Collected data
>>>
//! Eat Meal
//!
//! Eats from the food stock of the host the colonist is inside. A short
//! stock means a smaller meal, not a failed one.

use crate::components::{AgentId, Colony, Host, Person, Resource};
use crate::config::SchedulerConfig;
use crate::systems::TickContext;
use crate::tasks::{StepOutcome, Task, TaskBehavior, TaskKind};
use crate::EPSILON;

#[derive(Debug)]
pub struct EatMeal {
    host: Host,
}

pub fn weight(colony: &Colony, person: &Person, config: &SchedulerConfig) -> f64 {
    let Some(host) = person.inside_host() else {
        return 0.0;
    };
    let tasks = &config.tasks;
    let hunger = person.condition.hunger;
    if hunger <= tasks.hunger_threshold {
        return 0.0;
    }
    let has_food = colony
        .host_inventory(host)
        .is_some_and(|inv| inv.stored_amount(Resource::Food) > EPSILON);
    if !has_food {
        return 0.0;
    }
    ((hunger - tasks.hunger_threshold) * tasks.eat_weight_per_hunger).min(tasks.eat_max_weight)
}

pub fn create(_colony: &Colony, person: &Person, config: &SchedulerConfig) -> Option<Task> {
    let host = person.inside_host()?.clone();
    Some(
        Task::new(
            TaskKind::EatMeal,
            format!("{} is eating a meal", person.name),
            EatMeal { host },
        )
        .with_duration(config.tasks.eat_duration),
    )
}

impl TaskBehavior for EatMeal {
    fn phase(&self) -> String {
        "Eating".to_string()
    }

    fn perform(&mut self, agent: &AgentId, ctx: &mut TickContext<'_>, time: f64) -> StepOutcome {
        let wanted = ctx.config.tasks.food_per_millisol * time;
        let recovery = ctx.config.tasks.hunger_recovery_rate * time;
        let Some((person, inventory)) = ctx.colony.person_and_host_inventory_mut(agent, &self.host) else {
            return StepOutcome::Done(time);
        };
        let eaten = inventory.remove(Resource::Food, wanted);
        if eaten <= EPSILON {
            tracing::debug!(agent = %agent, host = %self.host, "no food left");
            return StepOutcome::Done(time);
        }
        let condition = &mut person.condition;
        condition.hunger = (condition.hunger - recovery * eaten / wanted).max(0.0);
        condition.recompute_performance();
        StepOutcome::Continue(0.0)
    }
}
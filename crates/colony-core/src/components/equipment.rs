//! EVA Suits
//!
//! A suit carries its own oxygen and water and its own malfunctions.

use crate::components::{transfer, Inventory, MalfunctionManager, Resource};
use crate::EPSILON;

pub const SUIT_OXYGEN_CAPACITY: f64 = 1.0;
pub const SUIT_WATER_CAPACITY: f64 = 4.0;
const SUIT_MAINTENANCE_WORK: f64 = 25.0;

#[derive(Debug, Clone)]
pub struct EvaSuit {
    pub id: String,
    inventory: Inventory,
    pub malfunctions: MalfunctionManager,
}

impl EvaSuit {
    /// A fully supplied suit.
    pub fn new(id: impl Into<String>) -> Self {
        let mut suit = Self::empty(id);
        suit.inventory.add(Resource::Oxygen, SUIT_OXYGEN_CAPACITY);
        suit.inventory.add(Resource::Water, SUIT_WATER_CAPACITY);
        suit
    }

    /// A suit with empty tanks.
    pub fn empty(id: impl Into<String>) -> Self {
        Self {
            id: id.into(),
            inventory: Inventory::new()
                .with_capacity(Resource::Oxygen, SUIT_OXYGEN_CAPACITY)
                .with_capacity(Resource::Water, SUIT_WATER_CAPACITY),
            malfunctions: MalfunctionManager::new(SUIT_MAINTENANCE_WORK),
        }
    }

    pub fn oxygen(&self) -> f64 {
        self.inventory.stored_amount(Resource::Oxygen)
    }

    pub fn water(&self) -> f64 {
        self.inventory.stored_amount(Resource::Water)
    }

    pub fn oxygen_fraction(&self) -> f64 {
        self.oxygen() / SUIT_OXYGEN_CAPACITY
    }

    pub fn water_fraction(&self) -> f64 {
        self.water() / SUIT_WATER_CAPACITY
    }

    pub fn is_fully_resupplied(&self) -> bool {
        self.inventory.remaining_capacity(Resource::Oxygen) < EPSILON
            && self.inventory.remaining_capacity(Resource::Water) < EPSILON
    }

    /// Oxygen and water are present and no fault affects life support.
    pub fn life_support_check(&self) -> bool {
        self.oxygen() > 0.0 && self.water() > 0.0 && !self.malfunctions.has_life_support_fault()
    }

    /// Fit to start an EVA with.
    pub fn is_good(&self) -> bool {
        self.is_fully_resupplied() && self.life_support_check() && !self.malfunctions.has_malfunction()
    }

    /// Breathing and cooling draw while outside. Returns the amounts used.
    pub fn consume(&mut self, oxygen: f64, water: f64) -> (f64, f64) {
        (
            self.inventory.remove(Resource::Oxygen, oxygen),
            self.inventory.remove(Resource::Water, water),
        )
    }

    /// Refills oxygen and water from `source` up to the suit's free
    /// capacity; a short source fills what it can.
    pub fn resupply_from(&mut self, source: &mut Inventory) -> (f64, f64) {
        let oxygen = self.inventory.remaining_capacity(Resource::Oxygen);
        let water = self.inventory.remaining_capacity(Resource::Water);
        (
            transfer(source, &mut self.inventory, Resource::Oxygen, oxygen),
            transfer(source, &mut self.inventory, Resource::Water, water),
        )
    }
}
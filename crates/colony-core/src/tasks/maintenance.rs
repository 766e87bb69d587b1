//! Maintain Vehicle
//!
//! Preventive maintenance on a parked rover. The rover is pulled into a
//! garage bay when one is free; the maintenance claim keeps missions and
//! other mechanics away while the work is in progress.

use crate::components::{AgentId, Colony, Person, Rover, SettlementId, SkillType, VehicleId};
use crate::config::SchedulerConfig;
use crate::systems::TickContext;
use crate::tasks::{check_for_accident, HazardousWork, StepOutcome, Task, TaskBehavior, TaskKind};

/// Weight stops growing once a rover is this many intervals overdue.
const MAX_OVERDUE_FACTOR: f64 = 3.0;

#[derive(Debug, Clone, Copy, PartialEq, Eq)]
enum MaintenancePhase {
    EnterGarage,
    Maintaining,
}

#[derive(Debug)]
pub struct MaintainVehicle {
    settlement: SettlementId,
    vehicle: VehicleId,
    phase: MaintenancePhase,
    claimed: bool,
    garaged: bool,
}

fn needs_maintenance(rover: &Rover, config: &SchedulerConfig) -> bool {
    !rover.is_reserved()
        && !rover.is_under_maintenance()
        && !rover.malfunctions.has_malfunction()
        && rover.malfunctions.time_since_last_maintenance() > config.tasks.maintenance_interval
}

/// The most overdue rover parked where the colonist is.
fn find_target<'a>(colony: &'a Colony, person: &Person, config: &SchedulerConfig) -> Option<&'a Rover> {
    let settlement = person.is_inside_settlement()?;
    colony
        .parked_vehicles(settlement)
        .filter(|rover| needs_maintenance(rover, config))
        .max_by(|a, b| {
            a.malfunctions
                .time_since_last_maintenance()
                .total_cmp(&b.malfunctions.time_since_last_maintenance())
        })
}

pub fn weight(colony: &Colony, person: &Person, config: &SchedulerConfig) -> f64 {
    let Some(rover) = find_target(colony, person, config) else {
        return 0.0;
    };
    let overdue = rover.malfunctions.time_since_last_maintenance() / config.tasks.maintenance_interval;
    config.tasks.maintenance_weight * overdue.min(MAX_OVERDUE_FACTOR) * person.performance()
}

pub fn create(colony: &Colony, person: &Person, config: &SchedulerConfig) -> Option<Task> {
    let settlement = person.is_inside_settlement()?.clone();
    let rover = find_target(colony, person, config)?;
    Some(Task::new(
        TaskKind::MaintainVehicle,
        format!("{} is maintaining {}", person.name, rover.name),
        MaintainVehicle {
            settlement,
            vehicle: rover.id.clone(),
            phase: MaintenancePhase::EnterGarage,
            claimed: false,
            garaged: false,
        },
    ))
}

impl TaskBehavior for MaintainVehicle {
    fn phase(&self) -> String {
        match self.phase {
            MaintenancePhase::EnterGarage => "Moving vehicle into garage",
            MaintenancePhase::Maintaining => "Maintaining",
        }
        .to_string()
    }

    fn perform(&mut self, agent: &AgentId, ctx: &mut TickContext<'_>, time: f64) -> StepOutcome {
        match self.phase {
            MaintenancePhase::EnterGarage => {
                let Some((settlement, rover)) = ctx
                    .colony
                    .settlement_and_vehicle_mut(&self.settlement, &self.vehicle)
                else {
                    return StepOutcome::Done(time);
                };
                if rover.parked_at.as_ref() != Some(&self.settlement)
                    || rover.is_reserved()
                    || !rover.claim_maintenance(agent)
                {
                    return StepOutcome::Done(time);
                }
                self.claimed = true;
                if settlement.garage.capacity() > 0 {
                    if settlement.garage.contains(&self.vehicle) {
                        // someone else already pulled it in
                    } else if settlement.garage.try_admit(&self.vehicle) {
                        self.garaged = true;
                    } else {
                        tracing::debug!(agent = %agent, vehicle = %self.vehicle, "garage full");
                        return StepOutcome::Done(time);
                    }
                }
                self.phase = MaintenancePhase::Maintaining;
                StepOutcome::Continue(time)
            }
            MaintenancePhase::Maintaining => {
                let Some(rover) = ctx.colony.vehicles.get(&self.vehicle) else {
                    return StepOutcome::Done(time);
                };
                if rover.malfunctions.has_malfunction() {
                    return StepOutcome::Done(time);
                }
                let wear = rover.malfunctions.wear_accident_modifier();

                let Some(rover) = ctx.colony.vehicles.get_mut(&self.vehicle) else {
                    return StepOutcome::Done(time);
                };
                let needed = rover.malfunctions.maintenance_work_remaining();
                let completed = rover.malfunctions.add_maintenance_work(time);
                let used = if completed { needed.min(time) } else { time };
                if let Some(person) = ctx.person_mut(agent) {
                    person.skills.add_experience(SkillType::Mechanics, used / 10.0);
                }

                let entity = self.vehicle.0.clone();
                let work = HazardousWork {
                    skill: SkillType::Mechanics,
                    phase_weight: ctx.config.accidents.maintenance_phase_weight,
                    environment_weight: wear,
                    entity: &entity,
                    activity: "maintenance",
                };
                if check_for_accident(agent, ctx, &work, used) {
                    // the malfunction check ends the task next step
                    if let Some(rover) = ctx.colony.vehicles.get_mut(&self.vehicle) {
                        rover.malfunctions.trigger_accident("maintenance");
                    }
                }

                if completed {
                    tracing::debug!(agent = %agent, vehicle = %self.vehicle, "maintenance completed");
                    return StepOutcome::Done(time - used);
                }
                StepOutcome::Continue(0.0)
            }
        }
    }

    fn release(&mut self, agent: &AgentId, ctx: &mut TickContext<'_>) {
        if let Some((settlement, rover)) = ctx
            .colony
            .settlement_and_vehicle_mut(&self.settlement, &self.vehicle)
        {
            if self.claimed {
                rover.release_maintenance(agent);
            }
            if self.garaged {
                settlement.garage.release(&self.vehicle);
            }
        }
        self.claimed = false;
        self.garaged = false;
    }
}
//! Shared fixtures for the integration tests.

#![allow(dead_code)]

use colony_core::components::{
    AgentId, Airlock, Colony, Coordinates, EvaSuit, Garage, Laboratory, MedicalAid, Person, Resource, Rover,
    RoverSpec, Settlement, SettlementId, UniformEnvironment, VehicleId,
};
use colony_core::{SchedulerConfig, SimRng, TickContext};
use colony_events::SimEvent;

pub fn home_id() -> SettlementId {
    SettlementId("settlement_01".into())
}

pub fn rover_id() -> VehicleId {
    VehicleId("rover_01".into())
}

pub fn agent(n: u32) -> AgentId {
    AgentId(format!("agent_{:04}", n))
}

/// A stocked settlement with one parked rover and `people` colonists.
pub fn colony_with(environment: UniformEnvironment, people: u32) -> Colony {
    let mut colony = Colony::new(Box::new(environment));
    let mut settlement = Settlement::new(
        home_id(),
        "Alpha Base",
        0,
        Coordinates::new(0.0, 0.0),
        Airlock::new(2, 5.0),
    );
    for resource in Resource::ALL {
        settlement.inventory.set_capacity(resource, 10_000.0);
        settlement.inventory.add(resource, 1_000.0);
    }
    for i in 0..4 {
        settlement.inventory.store_suit(EvaSuit::new(format!("suit_{:02}", i)));
    }
    settlement.laboratories.push(Laboratory::new("Lab", 1));
    settlement.medical_aids.push(MedicalAid::new("Bed"));
    settlement.garage = Garage::new(1);
    colony.add_settlement(settlement).expect("settlement");

    let mut rover = Rover::new(rover_id(), "Explorer", RoverSpec::default(), 5.0);
    rover.inventory.store_suit(EvaSuit::new("rover_suit_00"));
    colony.add_vehicle(rover, &home_id()).expect("rover");

    for n in 1..=people {
        colony
            .add_person(Person::new(agent(n), format!("Colonist {}", n), home_id()))
            .expect("person");
    }
    colony
}

pub fn colony(people: u32) -> Colony {
    colony_with(UniformEnvironment::default(), people)
}

/// Owned pieces of a tick context.
pub struct Harness {
    pub colony: Colony,
    pub rng: SimRng,
    pub config: SchedulerConfig,
    pub events: Vec<SimEvent>,
}

impl Harness {
    pub fn new(colony: Colony) -> Self {
        Self {
            colony,
            rng: SimRng::seeded(11),
            config: SchedulerConfig::default(),
            events: Vec::new(),
        }
    }

    pub fn ctx(&mut self) -> TickContext<'_> {
        TickContext::new(&mut self.colony, &mut self.rng, &self.config, &mut self.events)
    }
}
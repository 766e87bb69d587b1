//! Event Logging
//!
//! Display events are produced by [`crate::Simulation::tick`]; this module
//! only persists them.

pub mod logger;

pub use logger::EventLogger;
<<<
> _TASK STATEMENT_: Provide the number of lines in the preceding entries that include the string "SkillType", with no other words.

> _ANSWER TO THIS TASK_: 3